Task goal -
Count every line in the data that contains the word "enum", then report that number alone.

▽

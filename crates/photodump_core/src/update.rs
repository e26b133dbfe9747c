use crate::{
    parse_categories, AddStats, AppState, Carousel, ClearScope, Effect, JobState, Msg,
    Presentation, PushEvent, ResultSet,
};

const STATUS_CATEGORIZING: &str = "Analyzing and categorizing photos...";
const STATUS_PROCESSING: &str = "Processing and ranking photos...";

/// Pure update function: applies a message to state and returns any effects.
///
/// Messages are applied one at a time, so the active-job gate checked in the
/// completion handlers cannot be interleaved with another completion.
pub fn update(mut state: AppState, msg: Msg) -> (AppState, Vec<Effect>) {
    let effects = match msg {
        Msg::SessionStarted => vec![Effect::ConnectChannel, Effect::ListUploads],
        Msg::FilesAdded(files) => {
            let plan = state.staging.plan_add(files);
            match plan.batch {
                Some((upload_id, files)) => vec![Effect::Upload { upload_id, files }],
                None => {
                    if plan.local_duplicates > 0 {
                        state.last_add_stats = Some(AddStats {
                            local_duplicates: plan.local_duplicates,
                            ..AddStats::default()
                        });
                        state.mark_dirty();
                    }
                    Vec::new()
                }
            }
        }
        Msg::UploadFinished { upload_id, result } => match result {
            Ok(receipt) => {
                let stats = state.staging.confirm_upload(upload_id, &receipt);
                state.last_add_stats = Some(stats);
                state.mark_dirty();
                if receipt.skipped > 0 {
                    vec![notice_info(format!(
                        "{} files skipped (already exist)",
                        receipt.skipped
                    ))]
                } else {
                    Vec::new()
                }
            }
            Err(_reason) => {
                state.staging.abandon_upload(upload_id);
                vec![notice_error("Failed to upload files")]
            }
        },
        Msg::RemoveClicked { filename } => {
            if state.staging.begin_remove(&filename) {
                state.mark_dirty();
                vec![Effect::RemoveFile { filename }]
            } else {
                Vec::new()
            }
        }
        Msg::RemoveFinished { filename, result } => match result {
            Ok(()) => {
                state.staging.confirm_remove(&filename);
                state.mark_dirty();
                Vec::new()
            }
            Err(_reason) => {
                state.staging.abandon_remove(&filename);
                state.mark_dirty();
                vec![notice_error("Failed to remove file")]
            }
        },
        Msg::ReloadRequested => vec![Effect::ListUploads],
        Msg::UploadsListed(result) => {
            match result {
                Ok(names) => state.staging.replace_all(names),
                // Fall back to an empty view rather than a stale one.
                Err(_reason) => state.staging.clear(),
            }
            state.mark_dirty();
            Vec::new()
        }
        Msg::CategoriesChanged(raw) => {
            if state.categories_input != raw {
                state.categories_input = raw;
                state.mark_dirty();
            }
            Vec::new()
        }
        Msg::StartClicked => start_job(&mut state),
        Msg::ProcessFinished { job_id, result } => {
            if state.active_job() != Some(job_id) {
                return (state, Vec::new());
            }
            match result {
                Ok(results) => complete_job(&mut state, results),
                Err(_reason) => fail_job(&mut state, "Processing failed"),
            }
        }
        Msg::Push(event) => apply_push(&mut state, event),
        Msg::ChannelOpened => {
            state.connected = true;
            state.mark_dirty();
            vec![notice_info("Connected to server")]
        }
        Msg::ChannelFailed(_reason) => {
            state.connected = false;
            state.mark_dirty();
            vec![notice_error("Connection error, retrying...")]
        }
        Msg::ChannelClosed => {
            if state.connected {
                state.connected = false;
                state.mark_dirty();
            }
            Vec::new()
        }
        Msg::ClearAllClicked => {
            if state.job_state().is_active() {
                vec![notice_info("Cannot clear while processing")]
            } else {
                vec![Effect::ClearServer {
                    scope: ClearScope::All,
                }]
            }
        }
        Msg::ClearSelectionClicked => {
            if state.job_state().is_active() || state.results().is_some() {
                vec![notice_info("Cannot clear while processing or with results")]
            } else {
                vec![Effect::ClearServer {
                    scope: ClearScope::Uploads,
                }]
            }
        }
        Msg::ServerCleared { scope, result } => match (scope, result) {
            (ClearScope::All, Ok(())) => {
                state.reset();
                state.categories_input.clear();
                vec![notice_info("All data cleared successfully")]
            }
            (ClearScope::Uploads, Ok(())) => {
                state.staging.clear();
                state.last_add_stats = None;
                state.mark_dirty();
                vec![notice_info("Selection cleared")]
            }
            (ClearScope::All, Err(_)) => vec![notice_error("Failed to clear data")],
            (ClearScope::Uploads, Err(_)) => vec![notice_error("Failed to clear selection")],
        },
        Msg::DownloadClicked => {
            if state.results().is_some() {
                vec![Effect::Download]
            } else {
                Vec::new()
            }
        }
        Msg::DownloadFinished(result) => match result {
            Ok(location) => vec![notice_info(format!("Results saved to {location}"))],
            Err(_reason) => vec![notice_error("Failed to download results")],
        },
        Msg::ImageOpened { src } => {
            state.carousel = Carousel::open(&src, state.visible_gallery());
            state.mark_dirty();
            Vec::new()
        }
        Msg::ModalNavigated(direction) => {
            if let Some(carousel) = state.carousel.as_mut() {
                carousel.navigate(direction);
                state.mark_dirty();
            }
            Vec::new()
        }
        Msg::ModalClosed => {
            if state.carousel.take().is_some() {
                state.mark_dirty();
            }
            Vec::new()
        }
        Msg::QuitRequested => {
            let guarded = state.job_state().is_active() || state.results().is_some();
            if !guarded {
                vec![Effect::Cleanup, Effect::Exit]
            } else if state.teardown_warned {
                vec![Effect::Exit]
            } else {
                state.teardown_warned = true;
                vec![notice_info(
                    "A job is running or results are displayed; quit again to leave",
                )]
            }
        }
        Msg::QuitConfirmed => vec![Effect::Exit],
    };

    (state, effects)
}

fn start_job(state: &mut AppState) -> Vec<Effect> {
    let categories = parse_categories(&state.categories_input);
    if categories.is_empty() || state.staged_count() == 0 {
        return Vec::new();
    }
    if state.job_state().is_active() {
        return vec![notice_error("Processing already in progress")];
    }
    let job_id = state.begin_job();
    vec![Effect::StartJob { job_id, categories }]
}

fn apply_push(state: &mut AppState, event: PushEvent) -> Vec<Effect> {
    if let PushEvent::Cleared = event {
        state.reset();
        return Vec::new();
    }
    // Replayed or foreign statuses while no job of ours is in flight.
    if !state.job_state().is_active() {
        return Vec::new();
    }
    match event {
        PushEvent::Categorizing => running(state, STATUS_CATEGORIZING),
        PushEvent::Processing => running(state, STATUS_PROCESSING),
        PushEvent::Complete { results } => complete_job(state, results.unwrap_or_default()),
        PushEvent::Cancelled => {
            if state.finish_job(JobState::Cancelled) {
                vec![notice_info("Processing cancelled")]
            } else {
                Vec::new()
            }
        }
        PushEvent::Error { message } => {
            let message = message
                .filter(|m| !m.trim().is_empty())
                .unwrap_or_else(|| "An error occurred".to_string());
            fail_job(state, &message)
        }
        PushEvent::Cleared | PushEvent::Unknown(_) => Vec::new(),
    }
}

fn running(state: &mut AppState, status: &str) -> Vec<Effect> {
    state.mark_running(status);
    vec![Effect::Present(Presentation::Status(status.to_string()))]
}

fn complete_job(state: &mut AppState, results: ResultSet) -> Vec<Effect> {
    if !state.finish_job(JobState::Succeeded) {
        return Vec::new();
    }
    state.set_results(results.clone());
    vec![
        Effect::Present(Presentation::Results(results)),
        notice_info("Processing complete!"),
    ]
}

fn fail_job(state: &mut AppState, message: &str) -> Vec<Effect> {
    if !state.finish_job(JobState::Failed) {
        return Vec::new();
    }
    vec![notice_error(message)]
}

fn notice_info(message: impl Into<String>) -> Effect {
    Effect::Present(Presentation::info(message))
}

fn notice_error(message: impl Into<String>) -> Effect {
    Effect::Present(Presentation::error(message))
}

△
▽

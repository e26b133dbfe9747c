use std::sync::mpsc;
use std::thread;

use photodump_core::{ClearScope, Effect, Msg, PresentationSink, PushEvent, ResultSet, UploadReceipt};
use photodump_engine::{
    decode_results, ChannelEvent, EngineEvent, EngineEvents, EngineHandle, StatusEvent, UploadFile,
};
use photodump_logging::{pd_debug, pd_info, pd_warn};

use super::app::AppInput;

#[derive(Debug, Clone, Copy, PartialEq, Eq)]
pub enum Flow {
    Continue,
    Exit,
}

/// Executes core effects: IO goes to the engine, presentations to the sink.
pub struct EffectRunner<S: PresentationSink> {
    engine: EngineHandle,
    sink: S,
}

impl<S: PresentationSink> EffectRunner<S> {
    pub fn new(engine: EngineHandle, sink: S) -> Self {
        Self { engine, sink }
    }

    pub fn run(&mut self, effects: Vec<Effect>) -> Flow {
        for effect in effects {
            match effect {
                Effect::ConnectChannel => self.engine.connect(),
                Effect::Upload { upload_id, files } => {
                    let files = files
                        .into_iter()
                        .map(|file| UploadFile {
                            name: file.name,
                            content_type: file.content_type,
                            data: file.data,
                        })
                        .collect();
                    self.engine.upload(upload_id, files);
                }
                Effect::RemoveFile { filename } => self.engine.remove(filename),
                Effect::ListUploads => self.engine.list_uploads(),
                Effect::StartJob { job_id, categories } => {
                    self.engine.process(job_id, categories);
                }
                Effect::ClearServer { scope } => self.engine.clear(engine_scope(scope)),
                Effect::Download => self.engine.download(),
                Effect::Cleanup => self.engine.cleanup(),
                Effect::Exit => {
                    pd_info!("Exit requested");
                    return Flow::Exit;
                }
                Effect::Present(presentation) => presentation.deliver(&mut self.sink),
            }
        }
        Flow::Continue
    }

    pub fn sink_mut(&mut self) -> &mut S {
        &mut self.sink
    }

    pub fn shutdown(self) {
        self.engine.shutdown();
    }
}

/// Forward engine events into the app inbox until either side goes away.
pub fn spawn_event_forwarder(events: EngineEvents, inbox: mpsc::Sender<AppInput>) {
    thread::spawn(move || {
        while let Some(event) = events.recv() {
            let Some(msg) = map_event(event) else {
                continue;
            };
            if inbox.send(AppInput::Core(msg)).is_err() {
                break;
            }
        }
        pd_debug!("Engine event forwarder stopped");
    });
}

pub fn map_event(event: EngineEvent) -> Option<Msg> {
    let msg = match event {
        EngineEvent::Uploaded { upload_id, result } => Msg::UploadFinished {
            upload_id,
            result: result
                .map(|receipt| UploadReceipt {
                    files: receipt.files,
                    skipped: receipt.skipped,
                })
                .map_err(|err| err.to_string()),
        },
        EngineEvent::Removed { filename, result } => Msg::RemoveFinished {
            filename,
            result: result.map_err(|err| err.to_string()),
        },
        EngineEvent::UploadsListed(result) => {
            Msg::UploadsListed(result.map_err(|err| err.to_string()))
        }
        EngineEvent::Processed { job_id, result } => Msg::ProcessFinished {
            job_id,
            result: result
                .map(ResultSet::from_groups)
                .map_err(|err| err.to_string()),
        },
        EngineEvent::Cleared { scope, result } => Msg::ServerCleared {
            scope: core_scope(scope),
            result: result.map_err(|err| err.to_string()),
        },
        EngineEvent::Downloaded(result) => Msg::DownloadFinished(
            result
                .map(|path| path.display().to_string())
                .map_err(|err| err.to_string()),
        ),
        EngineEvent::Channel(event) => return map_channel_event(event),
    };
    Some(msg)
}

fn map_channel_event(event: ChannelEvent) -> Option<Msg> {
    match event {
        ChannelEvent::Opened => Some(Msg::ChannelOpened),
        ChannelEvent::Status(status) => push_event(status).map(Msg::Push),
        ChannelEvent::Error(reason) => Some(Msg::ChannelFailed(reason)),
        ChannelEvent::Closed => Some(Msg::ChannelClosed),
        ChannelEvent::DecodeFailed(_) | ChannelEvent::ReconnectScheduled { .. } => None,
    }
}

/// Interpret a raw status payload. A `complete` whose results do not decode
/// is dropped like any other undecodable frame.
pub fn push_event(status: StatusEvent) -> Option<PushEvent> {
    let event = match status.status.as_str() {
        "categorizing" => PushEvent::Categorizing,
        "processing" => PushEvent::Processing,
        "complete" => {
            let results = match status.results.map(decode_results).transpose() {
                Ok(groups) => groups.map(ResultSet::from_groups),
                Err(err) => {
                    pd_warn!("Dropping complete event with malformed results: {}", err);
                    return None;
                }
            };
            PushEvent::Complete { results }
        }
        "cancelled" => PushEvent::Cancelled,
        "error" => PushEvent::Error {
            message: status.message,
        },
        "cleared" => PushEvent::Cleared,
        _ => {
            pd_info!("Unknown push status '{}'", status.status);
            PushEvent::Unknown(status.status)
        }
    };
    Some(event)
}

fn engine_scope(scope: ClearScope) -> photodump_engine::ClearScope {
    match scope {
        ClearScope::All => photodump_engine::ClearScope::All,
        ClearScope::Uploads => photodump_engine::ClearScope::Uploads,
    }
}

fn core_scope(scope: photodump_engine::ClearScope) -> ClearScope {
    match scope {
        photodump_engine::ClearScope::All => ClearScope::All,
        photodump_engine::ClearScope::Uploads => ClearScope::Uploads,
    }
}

△
▽

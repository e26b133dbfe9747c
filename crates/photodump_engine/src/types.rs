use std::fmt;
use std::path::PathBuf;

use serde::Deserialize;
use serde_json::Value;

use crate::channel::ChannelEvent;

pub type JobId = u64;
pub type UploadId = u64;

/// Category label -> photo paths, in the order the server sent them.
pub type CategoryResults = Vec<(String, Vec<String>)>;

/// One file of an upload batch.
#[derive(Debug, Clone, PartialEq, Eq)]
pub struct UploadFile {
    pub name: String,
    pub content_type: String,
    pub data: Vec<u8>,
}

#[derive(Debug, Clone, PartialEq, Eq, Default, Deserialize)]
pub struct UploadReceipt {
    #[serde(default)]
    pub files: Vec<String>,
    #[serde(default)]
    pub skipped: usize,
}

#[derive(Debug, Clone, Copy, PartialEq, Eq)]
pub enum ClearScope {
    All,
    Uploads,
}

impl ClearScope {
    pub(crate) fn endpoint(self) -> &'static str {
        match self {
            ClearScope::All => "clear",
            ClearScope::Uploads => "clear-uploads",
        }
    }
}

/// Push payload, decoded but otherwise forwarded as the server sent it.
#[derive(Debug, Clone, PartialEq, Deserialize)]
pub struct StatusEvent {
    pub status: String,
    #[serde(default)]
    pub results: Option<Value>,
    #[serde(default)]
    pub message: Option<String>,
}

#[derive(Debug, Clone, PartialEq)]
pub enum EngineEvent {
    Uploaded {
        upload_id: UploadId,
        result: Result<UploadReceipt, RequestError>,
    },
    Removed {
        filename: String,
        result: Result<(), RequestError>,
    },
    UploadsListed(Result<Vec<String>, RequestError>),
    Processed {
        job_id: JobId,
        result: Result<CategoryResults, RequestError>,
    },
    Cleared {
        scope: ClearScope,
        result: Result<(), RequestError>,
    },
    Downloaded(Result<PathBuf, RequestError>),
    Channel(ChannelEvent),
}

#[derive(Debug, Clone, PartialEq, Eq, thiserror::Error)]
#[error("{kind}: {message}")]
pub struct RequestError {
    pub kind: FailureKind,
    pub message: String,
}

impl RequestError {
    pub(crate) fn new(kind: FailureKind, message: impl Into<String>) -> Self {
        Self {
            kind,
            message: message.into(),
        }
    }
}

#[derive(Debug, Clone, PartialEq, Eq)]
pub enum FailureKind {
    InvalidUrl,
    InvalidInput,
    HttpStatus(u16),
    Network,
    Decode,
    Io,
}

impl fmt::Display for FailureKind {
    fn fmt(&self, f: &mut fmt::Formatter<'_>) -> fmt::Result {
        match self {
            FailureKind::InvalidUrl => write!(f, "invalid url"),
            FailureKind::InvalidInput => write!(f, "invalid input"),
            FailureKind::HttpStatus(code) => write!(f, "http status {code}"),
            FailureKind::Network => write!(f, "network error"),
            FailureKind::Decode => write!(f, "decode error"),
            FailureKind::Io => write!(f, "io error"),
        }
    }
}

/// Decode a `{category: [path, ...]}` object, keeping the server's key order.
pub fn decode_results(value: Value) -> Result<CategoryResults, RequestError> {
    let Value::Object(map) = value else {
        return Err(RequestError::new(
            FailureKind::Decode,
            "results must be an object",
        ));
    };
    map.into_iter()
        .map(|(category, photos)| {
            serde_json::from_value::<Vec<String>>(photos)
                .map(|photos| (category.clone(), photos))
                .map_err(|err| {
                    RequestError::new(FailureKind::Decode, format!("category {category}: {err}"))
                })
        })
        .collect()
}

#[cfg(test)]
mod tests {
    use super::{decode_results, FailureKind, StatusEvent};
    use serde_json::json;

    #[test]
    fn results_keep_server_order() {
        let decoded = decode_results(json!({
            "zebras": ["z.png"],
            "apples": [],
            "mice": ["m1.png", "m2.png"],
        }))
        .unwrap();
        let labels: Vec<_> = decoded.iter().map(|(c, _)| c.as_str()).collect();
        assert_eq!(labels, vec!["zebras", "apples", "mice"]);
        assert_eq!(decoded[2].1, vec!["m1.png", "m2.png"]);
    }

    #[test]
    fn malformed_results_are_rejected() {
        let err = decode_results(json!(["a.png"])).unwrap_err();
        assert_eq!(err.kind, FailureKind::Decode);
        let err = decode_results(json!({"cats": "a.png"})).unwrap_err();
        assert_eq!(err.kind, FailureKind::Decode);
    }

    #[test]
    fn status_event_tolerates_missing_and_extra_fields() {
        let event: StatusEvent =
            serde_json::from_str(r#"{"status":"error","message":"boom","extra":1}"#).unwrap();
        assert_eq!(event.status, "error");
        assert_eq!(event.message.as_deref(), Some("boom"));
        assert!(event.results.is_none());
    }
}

△

Task answer -
4